We said that we want to predict real estate's prices, so before building any model let's take a look at our data.

All our data is stored in a csv file, we can read it by using `panda.read_csv`, it takes in argument the path to our csv. 

Quick note: `.sample(frac=1)` will shuffle our data in case it's sorted. We don't like sorted data.

In [None]:
table = pd.read_csv("data/data.csv").sample(frac=1)

Ok, well, we readed our csv but how to show what it contains ? That is exactly what you have to figure out.

**Instruction:**
- Show the first five rows of our csv

**Help:**
- [Dataframe.head](https://pandas.pydata.org/docs/reference/api/pandas.DataFrame.head.html)

In [None]:
# Start of your code (1 line)

# End of your code

Take time to see what columns we have.

## Data processing 1.1

We see that we have a lot of data, some may be unnecessary like `date` and others may be more useful like `bedrooms` (the number of bedrooms in the house).

To simplify the workshop, we decide to drop some specific columns like `yr_renovated`, `street`, and `statezip`.

**Instruction:**
- Drop `date`, `yr_renovated`, `street`, and `statezip` columns.

**Help:**
- "Tell me [how to drop a column](https://letmegooglethat.com/?q=drop+column+pandas) please :("

In [None]:
# Start of your code (1 line)

# End of your code

I told you that the `date` column is not useful to train our model but how to know if a column is important ?

For example, let's take a look at the `country` column.
We all agree that the country can influence the price of a house, but if all the houses are in the same country, will it still be useful to precise the country ? Of course, the answer is no.

**Instruction:**
- Try to count the number of different countries in our data.

**Helps:**
- Cast a column into a `list`: https://stackoverflow.com/questions/23748995/pandas-dataframe-column-to-list
- `set` in python: https://www.programiz.com/python-programming/set

In [None]:
# Start of your code (1 line)

# End of your code

What a surprise ! There is only one country (wink wink) so this column is useless, you can drop it.

**Instruction:**
- Drop the `country` column

In [None]:
# Start of your code (1 line)

# End of your code

## Data processing 1.2

Another problem in data science is extreme values in our data.\
For example, some houses may have extreme prices, to help our model to train and generalize, it's preferable to drop them.

But how to define a min and max range for our data?

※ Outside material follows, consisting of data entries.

use async_trait::async_trait;
use chrono::{DateTime, Utc};
use uuid::Uuid;

use teamboard_core::error::AppError;
use teamboard_core::result::AppResult;
use teamboard_entity::team::{
    CreateInvite, GrantType, InviteStatus, MemberSummary, Membership, PendingInvite, Team,
    TeamBaseRole, TeamInvite, TeamMember, TeamRoleGrant, TeamSummary,
};

use super::MemoryStore;
use crate::repositories::{InviteRepository, TeamRepository};

#[async_trait]
impl TeamRepository for MemoryStore {
    async fn create_with_owner(&self, name: &str, owner_id: Uuid) -> AppResult<(Team, TeamMember)> {
        let team = Team {
            id: Uuid::new_v4(),
            name: name.to_string(),
            owner_id,
            created_at: Utc::now(),
        };
        let member = TeamMember::new(team.id, owner_id, TeamBaseRole::Owner);

        let mut tables = self.teams.write().await;
        tables.teams.insert(team.id, team.clone());
        tables.members.insert(member.id, member.clone());
        Ok((team, member))
    }

    async fn find_by_id(&self, team_id: Uuid) -> AppResult<Option<Team>> {
        Ok(self.teams.read().await.teams.get(&team_id).cloned())
    }

    async fn rename(&self, team_id: Uuid, name: &str) -> AppResult<Option<Team>> {
        let mut tables = self.teams.write().await;
        Ok(tables.teams.get_mut(&team_id).map(|team| {
            team.name = name.to_string();
            team.clone()
        }))
    }

    async fn list_for_user(&self, user_id: Uuid) -> AppResult<Vec<TeamSummary>> {
        let tables = self.teams.read().await;
        let mut teams: Vec<(DateTime<Utc>, TeamSummary)> = tables
            .members
            .values()
            .filter(|m| m.user_id == user_id && m.is_active)
            .filter_map(|m| {
                tables.teams.get(&m.team_id).map(|t| {
                    (
                        t.created_at,
                        TeamSummary {
                            team_id: t.id,
                            name: t.name.clone(),
                            role: m.base_role,
                        },
                    )
                })
            })
            .collect();
        teams.sort_by_key(|(created_at, _)| *created_at);
        Ok(teams.into_iter().map(|(_, summary)| summary).collect())
    }

    async fn find_membership(
        &self,
        team_id: Uuid,
        user_id: Uuid,
    ) -> AppResult<Option<Membership>> {
        let tables = self.teams.read().await;
        Ok(tables
            .member_by_user(team_id, user_id)
            .filter(|m| m.is_active)
            .map(|member| Membership {
                grants: tables.grants_of(member.id),
                member: member.clone(),
            }))
    }

    async fn find_member(&self, team_id: Uuid, member_id: Uuid) -> AppResult<Option<TeamMember>> {
        let tables = self.teams.read().await;
        Ok(tables
            .members
            .get(&member_id)
            .filter(|m| m.team_id == team_id)
            .cloned())
    }

    async fn list_members(&self, team_id: Uuid) -> AppResult<Vec<MemberSummary>> {
        let tables = self.teams.read().await;
        let mut members: Vec<MemberSummary> = tables
            .members
            .values()
            .filter(|m| m.team_id == team_id)
            .filter_map(|m| {
                self.user_contact(m.user_id)
                    .map(|(email, full_name)| MemberSummary {
                        id: m.id,
                        user_id: m.user_id,
                        email,
                        full_name,
                        role: m.base_role,
                        is_active: m.is_active,
                        joined_at: m.joined_at,
                        grants: tables.grants_of(m.id),
                    })
            })
            .collect();
        members.sort_by_key(|m| m.joined_at);
        Ok(members)
    }

    async fn remove_member(&self, member_id: Uuid) -> AppResult<bool> {
        let mut tables = self.teams.write().await;
        let removed = tables.members.remove(&member_id).is_some();
        if removed {
            tables.grants.retain(|_, g| g.team_member_id != member_id);
        }
        Ok(removed)
    }

    async fn update_member_role(
        &self,
        member_id: Uuid,
        role: TeamBaseRole,
    ) -> AppResult<Option<TeamMember>> {
        let mut tables = self.teams.write().await;
        Ok(tables
            .members
            .get_mut(&member_id)
            .filter(|m| m.base_role != TeamBaseRole::Owner)
            .map(|m| {
                m.base_role = role;
                m.clone()
            }))
    }

    async fn transfer_ownership(
        &self,
        team_id: Uuid,
        current_owner: Uuid,
        new_owner: Uuid,
    ) -> AppResult<Team> {
        let mut tables = self.teams.write().await;

        let owner_id = tables
            .teams
            .get(&team_id)
            .map(|t| t.owner_id)
            .ok_or_else(|| AppError::not_found(format!("Team {team_id} not found")))?;
        if owner_id != current_owner {
            return Err(AppError::authorization(
                "Only the team owner can transfer ownership",
            ));
        }
        if new_owner == current_owner {
            return Err(AppError::validation("User already owns this team"));
        }
        let target_id = tables
            .member_by_user(team_id, new_owner)
            .filter(|m| m.is_active)
            .map(|m| m.id)
            .ok_or_else(|| AppError::validation("New owner must be an active member of the team"))?;

        for member in tables.members.values_mut() {
            if member.team_id != team_id {
                continue;
            }
            if member.id == target_id {
                member.base_role = TeamBaseRole::Owner;
            } else if member.base_role == TeamBaseRole::Owner {
                member.base_role = TeamBaseRole::Manager;
            }
        }

        let team = tables
            .teams
            .get_mut(&team_id)
            .ok_or_else(|| AppError::not_found(format!("Team {team_id} not found")))?;
        team.owner_id = new_owner;
        Ok(team.clone())
    }

    async fn upsert_grant(
        &self,
        member_id: Uuid,
        scope: &str,
        grant_type: GrantType,
    ) -> AppResult<TeamRoleGrant> {
        let mut tables = self.teams.write().await;
        if let Some(existing) = tables
            .grants
            .values_mut()
            .find(|g| g.team_member_id == member_id && g.scope == scope)
        {
            existing.grant_type = grant_type;
            existing.created_at = Utc::now();
            return Ok(existing.clone());
        }
        let grant = TeamRoleGrant::new(member_id, scope, grant_type);
        tables.grants.insert(grant.id, grant.clone());
        Ok(grant)
    }

    async fn delete_grant(&self, member_id: Uuid, grant_id: Uuid) -> AppResult<bool> {
        let mut tables = self.teams.write().await;
        let owned = tables
            .grants
            .get(&grant_id)
            .is_some_and(|g| g.team_member_id == member_id);
        if owned {
            tables.grants.remove(&grant_id);
        }
        Ok(owned)
    }
}

#[async_trait]
impl InviteRepository for MemoryStore {
    async fn create(&self, data: CreateInvite) -> AppResult<TeamInvite> {
        let mut tables = self.teams.write().await;
        let duplicate = tables.invites.values().any(|i| {
            i.team_id == data.team_id
                && i.status == InviteStatus::Pending
                && i.email.eq_ignore_ascii_case(&data.email)
        });
        if duplicate {
            return Err(AppError::conflict(format!(
                "An invite is already pending for '{}'",
                data.email
            )));
        }
        let invite = data.into_invite();
        tables.invites.insert(invite.id, invite.clone());
        Ok(invite)
    }

    async fn find_by_id(&self, id: Uuid) -> AppResult<Option<TeamInvite>> {
        Ok(self.teams.read().await.invites.get(&id).cloned())
    }

    async fn find_pending(&self, team_id: Uuid, email: &str) -> AppResult<Option<TeamInvite>> {
        let tables = self.teams.read().await;
        Ok(tables
            .invites
            .values()
            .find(|i| {
                i.team_id == team_id && i.status == InviteStatus::Pending && i.is_addressed_to(email)
            })
            .cloned())
    }

    async fn list_open_for_email(
        &self,
        email: &str,
        now: DateTime<Utc>,
    ) -> AppResult<Vec<PendingInvite>> {
        let tables = self.teams.read().await;
        let mut invites: Vec<PendingInvite> = tables
            .invites
            .values()
            .filter(|i| i.is_addressed_to(email) && i.is_open(now))
            .filter_map(|i| {
                tables.teams.get(&i.team_id).map(|t| PendingInvite {
                    invite: i.clone(),
                    team_name: t.name.clone(),
                })
            })
            .collect();
        invites.sort_by(|a, b| b.invite.created_at.cmp(&a.invite.created_at));
        Ok(invites)
    }

    async fn list_for_team(&self, team_id: Uuid) -> AppResult<Vec<TeamInvite>> {
        let tables = self.teams.read().await;
        let mut invites: Vec<TeamInvite> = tables
            .invites
            .values()
            .filter(|i| i.team_id == team_id)
            .cloned()
            .collect();
        invites.sort_by(|a, b| b.created_at.cmp(&a.created_at));
        Ok(invites)
    }

    async fn close(
        &self,
        id: Uuid,
        status: InviteStatus,
        responded_at: Option<DateTime<Utc>>,
    ) -> AppResult<Option<TeamInvite>> {
        let mut tables = self.teams.write().await;
        Ok(tables
            .invites
            .get_mut(&id)
            .filter(|i| i.status == InviteStatus::Pending)
            .map(|i| {
                i.status = status;
                i.responded_at = responded_at;
                i.clone()
            }))
    }

    async fn accept(&self, id: Uuid, user_id: Uuid) -> AppResult<TeamMember> {
        let mut tables = self.teams.write().await;

        let invite = tables
            .invites
            .get_mut(&id)
            .filter(|i| i.status == InviteStatus::Pending)
            .ok_or_else(|| AppError::validation("Invite is no longer pending"))?;
        invite.status = InviteStatus::Accepted;
        invite.responded_at = Some(Utc::now());
        let team_id = invite.team_id;

        let existing = tables.member_by_user(team_id, user_id).map(|m| m.id);
        let member = match existing.and_then(|member_id| tables.members.get_mut(&member_id)) {
            Some(member) => {
                member.is_active = true;
                member.clone()
            }
            None => {
                let member = TeamMember::new(team_id, user_id, TeamBaseRole::Contributor);
                tables.members.insert(member.id, member.clone());
                member
            }
        };
        Ok(member)
    }
}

Well, a good start would be to print the minimum, maximum and median values in our data.

**Instructions:**
- Print the minimum price of a house in our data
- Print the maximum price of a house in our data
- Print the median price of a house in our data
- Drop all houses with a price less than $10$k or higher than $2 000$k

**Helps:**
- [pandas.DataFrame.min](https://pandas.pydata.org/pandas-docs/stable/reference/api/pandas.DataFrame.min.html)
- [pandas.DataFrame.max](https://pandas.pydata.org/pandas-docs/stable/reference/api/pandas.DataFrame.max.html)
- [pandas.DataFrame.median](https://pandas.pydata.org/pandas-docs/stable/reference/api/pandas.DataFrame.median.html)
- [How to drop rows on a conditional expression](https://stackoverflow.com/questions/13851535/how-to-delete-rows-from-a-pandas-dataframe-based-on-a-conditional-expression)

In [None]:
# Show the minimum, maximum an median value of the prices in all our data.
# Start of your code (3 lines)



# End of your code

percentage = sum([1 if p >= 2_000_000 or p == 0 else 0 for p in table["price"]]) / table.shape[0]
print(f"Percentage of price higter than 2 000k: {percentage:.2f}%")

# Drop all houses with a price less than 10k or highter than 2 000k
# Start of your code (2 lines)


# End of your code

print("Number of lefting rows:", table.shape[0])

## Data processing 1.3

So, we dropped useless columns, we drop extreme value, what else?

Well, another issue is columns with low information, let's take `city` for example, if a city has only a few houses to sell we do not have enough information to predict well its prices and we want to drop it.

**Instruction:**
- Drop every city that appears less than 10 times

In [None]:
# Start of your code (~3 lines)




# End of your code

print(table.shape[0])

Let's take a look at our data after droping all thoses useless informations

In [None]:
table.head()

## Data processing 1.4

The penultimate step before building our model, in machine learning and expressly in deep learning we prefer to normalize our data between $0$ and $1$ to facilitate our model training.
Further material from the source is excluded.